Fitness Science

Scapular

RX
ROXBASE Team
··3 min read·
Scapular refers to the shoulder blade (scapula). Scapular stability and mobility are critical for overhead movements, pulls, and pushing.

Scapular refers to the shoulder blade (scapula). Scapular stability and mobility are critical for overhead movements, pulls, and pushing.

Definition

Scapular refers to anything relating to the scapula (shoulder blade), the flat triangular bone on the upper back that connects the arm to the torso. The scapulae are not directly attached to the spine but are held in place and moved by 17 muscles, making them among the most mobile and complex structures in the body.

Key scapular movements include protraction (moving forward), retraction (pulling back), elevation (shrugging up), depression (pulling down), upward rotation (tilting the socket upward for overhead movements), and downward rotation. Proper scapular control is foundational for safe and powerful upper-body movement.

Relevance to HYROX®

Scapular function is essential at multiple HYROX® stations. During wall balls, the scapulae must upwardly rotate and stabilize as the ball is caught and thrown overhead, repeated 75-100+ times. At the SkiErg, scapular retraction and depression initiate each pull stroke, engaging the latissimus dorsi effectively. During the sled pull, the scapulae must stabilize as the arms transmit heavy pulling forces to the trunk.

During running, the scapulae provide a stable base for arm swing. Arm swing contributes to balance and counter-rotation of the trunk, and scapular dysfunction can reduce running efficiency.

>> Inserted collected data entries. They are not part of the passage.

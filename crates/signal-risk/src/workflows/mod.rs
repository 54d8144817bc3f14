pub mod assessments;
pub mod crowd;
pub mod stroke;
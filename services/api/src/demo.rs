use crate::infra::{build_api, Api};
use clap::Args;
use signal_risk::config::{AppConfig, EngineConfig};
use signal_risk::engine::{
    Alert, Assessment, GeoPosition, MotionVector, ScoreRecord, SubjectId, WeatherReading,
};
use signal_risk::error::AppError;
use signal_risk::workflows::crowd::CrowdReadings;
use signal_risk::workflows::stroke::{
    Demographics, FieldRejection, MedicalHistory, StrokeProfile, Symptoms, VitalSigns,
};
use std::path::PathBuf;
use std::time::Duration;
use tokio::sync::broadcast::error::RecvError;

#[derive(Args, Debug)]
pub(crate) struct StrokeAssessArgs {
    /// Patient identifier used for the assessment and any alert
    #[arg(long, default_value = "patient-1")]
    pub(crate) patient: String,
    /// Patient CSV export to backfill the record (most recent row wins per field)
    #[arg(long)]
    pub(crate) csv: Option<PathBuf>,
    /// Report facial droop
    #[arg(long)]
    pub(crate) facial_droop: bool,
    /// Report arm weakness
    #[arg(long)]
    pub(crate) arm_weakness: bool,
    /// Report speech difficulty
    #[arg(long)]
    pub(crate) speech_difficulty: bool,
}

#[derive(Args, Debug)]
pub(crate) struct CrowdMonitorArgs {
    /// Site identifier
    #[arg(long, default_value = "site-1")]
    pub(crate) site: String,
    /// Recompute interval in milliseconds (defaults to RISK_RECOMPUTE_INTERVAL_MS)
    #[arg(long)]
    pub(crate) interval_ms: Option<u64>,
    /// Number of records to print before stopping
    #[arg(long, default_value_t = 3)]
    pub(crate) ticks: usize,
    /// Bluetooth devices seen nearby; omit to use the default estimate
    #[arg(long)]
    pub(crate) devices: Option<u32>,
}

pub(crate) async fn run_stroke_assessment(args: StrokeAssessArgs) -> Result<(), AppError> {
    let StrokeAssessArgs {
        patient,
        csv,
        facial_droop,
        arm_weakness,
        speech_difficulty,
    } = args;

    let config = AppConfig::load()?;
    let api = build_api(&config.engine)?;
    let patient = SubjectId::new(patient);

    if let Some(path) = csv {
        let outcome = api.stroke().import_path(&patient, path)?;
        render_rejections(&outcome.rejected);
    }

    let symptoms = Symptoms {
        facial_droop: facial_droop.then_some(true),
        arm_weakness: arm_weakness.then_some(true),
        speech_difficulty: speech_difficulty.then_some(true),
        ..Symptoms::default()
    };
    api.stroke().update_profile(
        &patient,
        &StrokeProfile {
            symptoms,
            ..StrokeProfile::default()
        },
    );

    let assessment = api.stroke().assess(&patient).await;
    render_assessment("Stroke risk assessment", &assessment);
    Ok(())
}

pub(crate) async fn run_crowd_monitor(args: CrowdMonitorArgs) -> Result<(), AppError> {
    let CrowdMonitorArgs {
        site,
        interval_ms,
        ticks,
        devices,
    } = args;

    let config = AppConfig::load()?;
    let interval = interval_ms
        .filter(|ms| *ms > 0)
        .map(Duration::from_millis)
        .unwrap_or(config.engine.recompute_interval);
    let api = build_api(&config.engine)?;
    let site = SubjectId::new(site);

    api.crowd().update_readings(
        &site,
        &CrowdReadings {
            nearby_devices: devices,
            ..CrowdReadings::default()
        },
    );

    println!(
        "Monitoring {} every {} ms ({} records)",
        site,
        interval.as_millis(),
        ticks
    );

    let mut updates = api.crowd().service().subscribe();
    let handle = api.crowd().monitor(site, interval);

    let mut printed = 0;
    while printed < ticks {
        match updates.recv().await {
            Ok(record) => {
                render_record_line(&record);
                printed += 1;
            }
            Err(RecvError::Lagged(skipped)) => println!("- ({skipped} records skipped)"),
            Err(RecvError::Closed) => break,
        }
    }

    handle.stop().await;
    render_alerts(&api.alerts().all());
    Ok(())
}

pub(crate) async fn run_demo() -> Result<(), AppError> {
    let engine = EngineConfig {
        submit_latency: Duration::ZERO,
        ..EngineConfig::default()
    };
    let api = build_api(&engine)?;

    println!("Signal risk demo");
    demo_stroke(&api).await;
    demo_crowd(&api).await;

    let alerts = api.alerts().all();
    render_alerts(&alerts);

    if let Some(alert) = alerts.first() {
        let receipt = api.stroke().service().dispatcher().deliver(alert).await;
        println!("\nManual notification for {}: {}", alert.id, receipt.message());
    }

    Ok(())
}

async fn demo_stroke(api: &Api) {
    let unknown = SubjectId::new("patient-empty");
    let assessment = api.stroke().assess(&unknown).await;
    render_assessment("Stroke risk: no data on file", &assessment);

    let known = SubjectId::new("patient-hypertensive");
    let outcome = api.stroke().update_profile(
        &known,
        &StrokeProfile {
            demographics: Demographics {
                age: Some(68.0),
                gender: Some("female".to_string()),
                ..Demographics::default()
            },
            medical_history: MedicalHistory {
                hypertension: Some(true),
                smoking_status: Some("sometimes".to_string()),
                ..MedicalHistory::default()
            },
            vital_signs: VitalSigns {
                systolic_bp: Some(152.0),
                diastolic_bp: Some(94.0),
                ..VitalSigns::default()
            },
            ..StrokeProfile::default()
        },
    );
    render_rejections(&outcome.rejected);
    let assessment = api.stroke().assess(&known).await;
    render_assessment("Stroke risk: hypertensive patient", &assessment);

    api.stroke().update_profile(
        &known,
        &StrokeProfile {
            symptoms: Symptoms {
                speech_difficulty: Some(true),
                ..Symptoms::default()
            },
            ..StrokeProfile::default()
        },
    );
    let assessment = api.stroke().assess(&known).await;
    render_assessment("Stroke risk: speech difficulty reported", &assessment);
}

async fn demo_crowd(api: &Api) {
    let estimated = SubjectId::new("site-estimated");
    let assessment = api.crowd().assess(&estimated).await;
    render_assessment("Crowd density: all readings estimated", &assessment);

    let quiet = SubjectId::new("site-riverside");
    api.crowd().update_readings(
        &quiet,
        &CrowdReadings {
            position: Some(GeoPosition {
                latitude: 40.7033,
                longitude: -74.0170,
                accuracy: 8.0,
            }),
            weather: Some(WeatherReading {
                temperature: 11.0,
                condition: "light rain".to_string(),
                humidity: 88.0,
            }),
            venues: Some(Vec::new()),
            events: Some(Vec::new()),
            nearby_devices: Some(1),
            motion: Some(MotionVector {
                x: 0.1,
                y: 0.2,
                z: 0.1,
            }),
        },
    );
    let assessment = api.crowd().assess(&quiet).await;
    render_assessment("Crowd density: quiet riverside", &assessment);
}

fn render_record_line(record: &ScoreRecord) {
    println!(
        "- {} {}: score {:.1} ({}) | confidence {:.0}% | completeness {:.0}%",
        record.computed_at.format("%H:%M:%S"),
        record.subject_id,
        record.score,
        record.tier,
        record.confidence * 100.0,
        record.completeness
    );
}

fn render_assessment(title: &str, assessment: &Assessment) {
    let record = &assessment.record;
    println!("\n{title}");
    println!(
        "Score {:.1} -> {} | confidence {:.0}% | completeness {:.0}%",
        record.score,
        record.tier,
        record.confidence * 100.0,
        record.completeness
    );

    let health = &record.source_health;
    println!(
        "Sources used: real-time {} | historical {} | clinical {}",
        yes_no(health.real_time_used),
        yes_no(health.historical_used),
        yes_no(health.clinical_used)
    );

    let estimated: Vec<&str> = record
        .components
        .iter()
        .filter(|component| component.is_fallback)
        .map(|component| component.source.as_str())
        .collect();
    if !estimated.is_empty() {
        println!("Estimated inputs: {}", estimated.join(", "));
    }

    if !record.overrides.is_empty() {
        for active in &record.overrides {
            println!("Override {} (minimum {})", active.rule, active.minimum);
        }
    }

    if !record.contributing_factors.is_empty() {
        println!("Risk factors");
        for factor in &record.contributing_factors {
            println!("- {factor}");
        }
    }

    println!("Recommendations");
    for recommendation in &assessment.recommendations {
        println!("- {recommendation}");
    }

    if let Some(alert) = &assessment.alert {
        println!("Alert {} raised: {}", alert.id, alert.message);
    }
}

fn render_rejections(rejected: &[FieldRejection]) {
    for rejection in rejected {
        println!(
            "Rejected {} = {} ({}); previous value kept",
            rejection.field, rejection.value, rejection.reason
        );
    }
}

fn render_alerts(alerts: &[Alert]) {
    if alerts.is_empty() {
        println!("\nAlerts: none");
        return;
    }

    println!("\nAlert log");
    for alert in alerts {
        println!(
            "- {} [{}] {} at {}",
            alert.id,
            alert.severity,
            alert.message,
            alert.created_at.format("%Y-%m-%d %H:%M:%S")
        );
    }
}

fn yes_no(value: bool) -> &'static str {
    if value {
        "yes"
    } else {
        "no"
    }
}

Poor scapular control is a common contributor to shoulder impingement, rotator cuff issues, and upper-back pain in HYROX® athletes.[1] The high volume of overhead and pulling movements in HYROX® places significant cumulative demand on the scapular stabilizers. Athletes who neglect scapular conditioning often develop shoulder pain that limits training capacity.

Key Details

  • Scapular movements: Protraction, retraction, elevation, depression, upward rotation, downward rotation
  • Key stabilizers: Serratus anterior, lower trapezius, middle trapezius, rhomboids
  • Key movers: Upper trapezius, levator scapulae, pectoralis minor
  • HYROX® stations: Wall balls (upward rotation), SkiErg (retraction/depression), sled pull (retraction), rowing (protraction/retraction cycle)
  • Common dysfunction: Scapular winging, downward rotation syndrome, anterior tilt

Training Tips

Include scapular-specific exercises in every warm-up: wall slides (2 sets of 10) for upward rotation, band pull-aparts (2 sets of 15) for retraction, and push-up plus variations (2 sets of 10) for serratus anterior activation. These exercises take under 5 minutes and significantly improve scapular function.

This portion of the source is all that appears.